Ma moelle épinière se transforme en gelée de groseille ; mon cerveau devient gros comme une noisette et, si un dégourdi me filait une olive quelque part, il serait assuré d’obtenir un litre d’huile.
Au reçu de la photo que j’ai prise à l’hôpital de La Panne, Londres a répondu qu’il s’agissait de l’espionne autrichienne Elsa Maurer. Ça n’était pas de la pauvre miss-caméra qu’ils parlaient, les services secrets, mais de l’infirmière, de cette vacherie de Thérèse qui était beaucoup plus visible que la blessée sur le document.
CHAPITRE XXII
La trouille me bourdonne dans les oreilles.
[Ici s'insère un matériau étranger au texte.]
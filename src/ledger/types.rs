//! Ledger wire types: chain tip, commands, transaction envelope.

use serde::{Deserialize, Serialize};
use serde_with::{base64::Base64, serde_as, DisplayFromStr, PickFirst};

use crate::error::{RelayError, RelayResult};
use crate::ledger::pow;
use crate::wallet::{self, TxSignature};

/// Transaction format version understood by the node.
pub const TX_VERSION: u32 = 3;

/// How many blocks behind the head a transaction's bound height may be.
pub const HEIGHT_TOLERANCE: u64 = 150;

/// Latest observed ledger state. Fetched per submission, never cached.
#[derive(Debug, Clone, PartialEq, Eq)]
pub struct ChainTip {
    pub height: u64,
    /// Hex-encoded block hash, 64 characters.
    pub block_hash: String,
    pub chain_id: String,
    pub pow_difficulty: u32,
    pub pow_hash_function: String,
}

/// `GET /blockchain/height` response body.
#[serde_as]
#[derive(Debug, Clone, Deserialize, Serialize)]
#[serde(rename_all = "camelCase")]
pub struct LastBlockHeightResponse {
    #[serde_as(as = "PickFirst<(_, DisplayFromStr)>")]
    pub height: u64,
    pub hash: String,
    pub chain_id: String,
    #[serde_as(as = "PickFirst<(_, DisplayFromStr)>")]
    pub spam_pow_difficulty: u32,
    pub spam_pow_hash_function: String,
}

impl From<LastBlockHeightResponse> for ChainTip {
    fn from(res: LastBlockHeightResponse) -> Self {
        ChainTip {
            height: res.height,
            block_hash: res.hash,
            chain_id: res.chain_id,
            pow_difficulty: res.spam_pow_difficulty,
            pow_hash_function: res.spam_pow_hash_function,
        }
    }
}

/// Origin of submitted oracle data.
#[derive(Debug, Clone, Copy, PartialEq, Eq, Serialize, Deserialize)]
pub enum OracleSource {
    #[serde(rename = "ORACLE_SOURCE_OPEN_ORACLE")]
    OpenOracle,
}

/// Oracle payload command; the payload is an opaque blob.
#[serde_as]
#[derive(Debug, Clone, PartialEq, Eq, Serialize, Deserialize)]
pub struct OracleDataSubmission {
    pub source: OracleSource,
    #[serde_as(as = "Base64")]
    pub payload: Vec<u8>,
}

/// Commands the relay can submit.
#[derive(Debug, Clone, PartialEq, Eq, Serialize, Deserialize)]
#[serde(rename_all = "camelCase")]
pub enum Command {
    OracleDataSubmission(OracleDataSubmission),
}

/// A command together with the key that authorizes it.
#[derive(Debug, Clone, PartialEq, Eq)]
pub struct WalletRequest {
    pub pub_key: String,
    pub command: Command,
}

/// The signed part of a transaction.
#[derive(Debug, Clone, PartialEq, Eq, Serialize, Deserialize)]
#[serde(rename_all = "camelCase")]
pub struct InputData {
    /// Random value making identical commands hash differently.
    pub nonce: u64,
    pub block_height: u64,
    #[serde(flatten)]
    pub command: Command,
}

/// Anti-spam proof attached to a transaction.
#[serde_as]
#[derive(Debug, Clone, PartialEq, Eq, Serialize, Deserialize)]
pub struct ProofOfWork {
    /// Random transaction identifier the proof is bound to.
    pub tid: String,
    #[serde_as(as = "PickFirst<(_, DisplayFromStr)>")]
    pub nonce: u64,
}

/// The fully assembled, signed and PoW-stamped transaction.
#[serde_as]
#[derive(Debug, Clone, PartialEq, Eq, Serialize, Deserialize)]
#[serde(rename_all = "camelCase")]
pub struct TransactionEnvelope {
    #[serde_as(as = "Base64")]
    pub input_data: Vec<u8>,
    pub signature: TxSignature,
    pub pub_key: String,
    pub version: u32,
    pub pow: ProofOfWork,
}

/// Bytes the wallet signs: input data followed by the chain id.
pub fn signing_payload(input_data: &[u8], chain_id: &str) -> Vec<u8> {
    let mut payload = Vec::with_capacity(input_data.len() + chain_id.len());
    payload.extend_from_slice(input_data);
    payload.extend_from_slice(chain_id.as_bytes());
    payload
}

impl TransactionEnvelope {
    /// Decode the signed input data.
    pub fn decode_input_data(&self) -> RelayResult<InputData> {
        serde_json::from_slice(&self.input_data)
            .map_err(|e| RelayError::Encoding(format!("Invalid input data: {}", e)))
    }

    /// Check the envelope against the snapshot it claims to be bound to:
    /// signature over the input data and chain id, block height binding,
    /// and proof-of-work on that block's hash.
    ///
    /// Whether the bound height is still recent enough is a separate check,
    /// see [`TransactionEnvelope::check_height`].
    pub fn verify(&self, tip: &ChainTip) -> RelayResult<()> {
        wallet::verify_signature(
            &self.pub_key,
            &signing_payload(&self.input_data, &tip.chain_id),
            &self.signature,
        )?;

        let input = self.decode_input_data()?;
        if input.block_height != tip.height {
            return Err(RelayError::InvalidInput(format!(
                "Input data bound to height {}, tip is {}",
                input.block_height, tip.height
            )));
        }

        let valid = pow::verify(
            &tip.block_hash,
            &self.pow.tid,
            self.pow.nonce,
            tip.pow_difficulty,
            &tip.pow_hash_function,
        )?;
        if !valid {
            return Err(RelayError::ProofOfWork(format!(
                "Nonce {} does not meet difficulty {} for block {}",
                self.pow.nonce, tip.pow_difficulty, tip.block_hash
            )));
        }

        Ok(())
    }

    /// Accept input data bound to the head or to any of the
    /// [`HEIGHT_TOLERANCE`] blocks before it.
    pub fn check_height(&self, head_height: u64) -> RelayResult<()> {
        let bound = self.decode_input_data()?.block_height;
        if bound > head_height {
            return Err(RelayError::InvalidInput(format!(
                "Input data bound to future height {}, head is {}",
                bound, head_height
            )));
        }
        if head_height - bound > HEIGHT_TOLERANCE {
            return Err(RelayError::InvalidInput(format!(
                "Input data bound to height {} is more than {} blocks behind head {}",
                bound, HEIGHT_TOLERANCE, head_height
            )));
        }
        Ok(())
    }
}

/// Submission mode; the relay only uses synchronous check-tx.
#[derive(Debug, Clone, Copy, PartialEq, Eq, Serialize, Deserialize)]
pub enum SubmitType {
    #[serde(rename = "TYPE_SYNC")]
    Sync,
}

/// `POST /transaction` request body.
#[derive(Debug, Clone, Serialize, Deserialize)]
pub struct SubmitTransactionRequest {
    pub tx: TransactionEnvelope,
    #[serde(rename = "type")]
    pub submit_type: SubmitType,
}

/// The node's immediate verdict on a submitted transaction.
#[derive(Debug, Clone, PartialEq, Eq, Serialize, Deserialize)]
#[serde(rename_all = "camelCase")]
pub struct SubmissionResult {
    #[serde(default)]
    pub success: bool,
    #[serde(default)]
    pub tx_hash: String,
    #[serde(default)]
    pub code: u32,
    /// Diagnostic data, set when the node rejects the transaction.
    #[serde(default)]
    pub data: String,
}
Je me dis que cette fois je suis flambé comme une crêpe, et pas seulement moi, mais aussi Bourgeois, la mère Broukère, Laura et tout le reste de la bande.
Et ceci par ma faute ! J’ai commis la bêtise de manquer de pif, moi qui passe pour posséder le meilleur renifleur de France. Bon Dieu, c’était pourtant pas duraille de comprendre que la pauvre môme-caméra ne pouvait être une espionne puisqu’elle avait sacrifié sa vie pour avoir Thierry. L’espionne, c’est Thérèse, la soi-disant Thérèse… Thérèse qui s’était camouflée en innocente infirmière pour mieux surveiller, peut-être, Slaak.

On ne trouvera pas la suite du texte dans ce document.